A restare al palo, di conseguenza, sarà come sempre il Mezzogiorno, frenato da una più bassa apertura all’estero e paludato da una domanda interna che rimane avvolta nelle sacche della crisi (-0,2% il prossimo anno, contro il +0,2% su scala nazionale). Ripresa, dunque, seppur moderata, ma il rischio concreto è quello di aumentare sempre pià il divario fra le regioni di Italia: il Pil pro-capite delle regioni del Sud si attesterà appena al di sopra della metà di quello delle regioni più ricche del Nord Ovest.
“La ripresa sta valicando i confini del nostro Paese grazie alla capacità delle nostre imprese esportatrici”, ha commentato il presidente di Unioncamere, Ferruccio Dardanello. “Queste, però, in gran parte hanno sede nelle regioni del Nord. Per far sì che anche il Mezzogiorno torni a crescere in maniera diffusa occorre accompagnare le sue imprese sui mercati esteri, dando un sostegno specifico e mirato alle tante Pmi che avrebbero tutte le carte in regola per internazionalizzarsi ma ancora non hanno avuto l’opportunità di farlo”.
La nota positiva dell’economia italiana, come detto, è rappresentata dall’andamento delle esportazioni, che dovrebbe influire, a cascata, sull’andamento degli investimenti che, dopo una flessione del 5,3% nel corso del 2013, dovrebbero registrare, secondo le previsioni, una crescita del 2,5% durante il 2014.
La crescita dei consumi, invce, sarà assai modesta, +0,2%, e coinvolgerà soprattutto i servizi (+0,9%). I benefici sull’occupazione saranno ridotti: le incertezze sulla congiuntura spingeranno, infatti, le aziende a compiere scelte caute sul fronte occupazionale con priorità al riassorbimento dei lavoratori posti in Cig. La crescita delle unità di lavoro nel prossimo anno è prevista allo 0,1%.
A livello regionale, il ridimensionamento dell’attività economica in atto negli ultimi due anni, sembra destinato ad arrestarsi ovunque, anche se in alcuni casi, nel Sud e nelle Isole, si tratterà di una crescita zero.
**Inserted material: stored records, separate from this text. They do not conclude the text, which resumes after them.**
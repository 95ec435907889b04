#![forbid(unsafe_code)]

//! Phrasebook
//!
//! Lazy, self-updating JSON locale catalogs. Callers ask for a string by
//! its source-language text; unseen strings are recorded into a per-locale
//! dictionary file for a human translator to fill in later, and a
//! background write queue keeps those files consistent under concurrent
//! lookups. Nothing is translated automatically.
//!
//! # Key Components
//!
//! - [`Phrasebook`] - The handle: locale cache plus serialized write queue
//! - [`PhrasebookBuilder`] - Configuration and hook installation
//! - [`PhrasebookConfig`] - Directory, locale, fallback, update flag
//! - [`Entry`] / [`Dictionary`] - The persisted dictionary model
//! - [`FmtArg`] / [`fmt`] - Positional `%s`/`%d` template formatting
//! - [`SyncReport`] - Result of cross-locale key synchronization
//!
//! # Example
//!
//! ```rust,no_run
//! use phrasebook::Phrasebook;
//!
//! # fn main() -> Result<(), phrasebook::PhrasebookError> {
//! let book = Phrasebook::builder().locale("es").build()?;
//!
//! // First use inserts the keys into ./locales/es.json, formatted with
//! // the source text until a translator edits the file.
//! let hello = book.translate("Hello my name is %s.", &["Bob".into()]);
//! let cats = book.translate_plural("I have %d cat.", "I have %d cats.", 2, &[]);
//! assert_eq!(hello, "Hello my name is Bob.");
//! assert_eq!(cats, "I have 2 cats.");
//!
//! book.shutdown()?;
//! # Ok(())
//! # }
//! ```
//!
//! # On-Disk Format
//!
//! One pretty-printed JSON object per locale at `<directory>/<locale>.json`,
//! mapping source text to either a translated string or a
//! `{ "one": ..., "other": ... }` plural pair. The files are meant to be
//! hand-edited; writes are atomic and deterministic so they diff cleanly.

mod cache;
mod resolve;
mod store;

pub mod book;
pub mod config;
pub mod entry;
pub mod error;
pub mod sync;
pub mod writer;

pub use book::{ErrorHook, Phrasebook, PhrasebookBuilder, UpdateHook};
pub use config::{ConfigError, PhrasebookConfig};
pub use entry::{Dictionary, Entry};
pub use error::PhrasebookError;
pub use phrasebook_fmt as fmt;
pub use phrasebook_fmt::FmtArg;
pub use sync::{SyncReport, SyncedLocale};
pub use writer::UpdateEvent;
Le tre locomotive d’Italia saranno, nell’ordine, Lombardia (1,2%), Emilia Romagna (1%) e Piemonte (0,9%), ma anche Trentino Alto Adige, Veneto, Friuli Venezia Giulia e Umbria (tutte 0,8%) segneranno una crescita superiore alla media.
Discorso analogo per consumi e occupazione, che mostreranno un ridimensionamento nelle regioni meridionali e una dinamica debole in quelle centrali, registrando al Nord le performance migliori, e regalandoci, una volta di più, il ritratto di un Paese livellato al ribasso, ma ancora, profondamente, spezzato in due tronconi.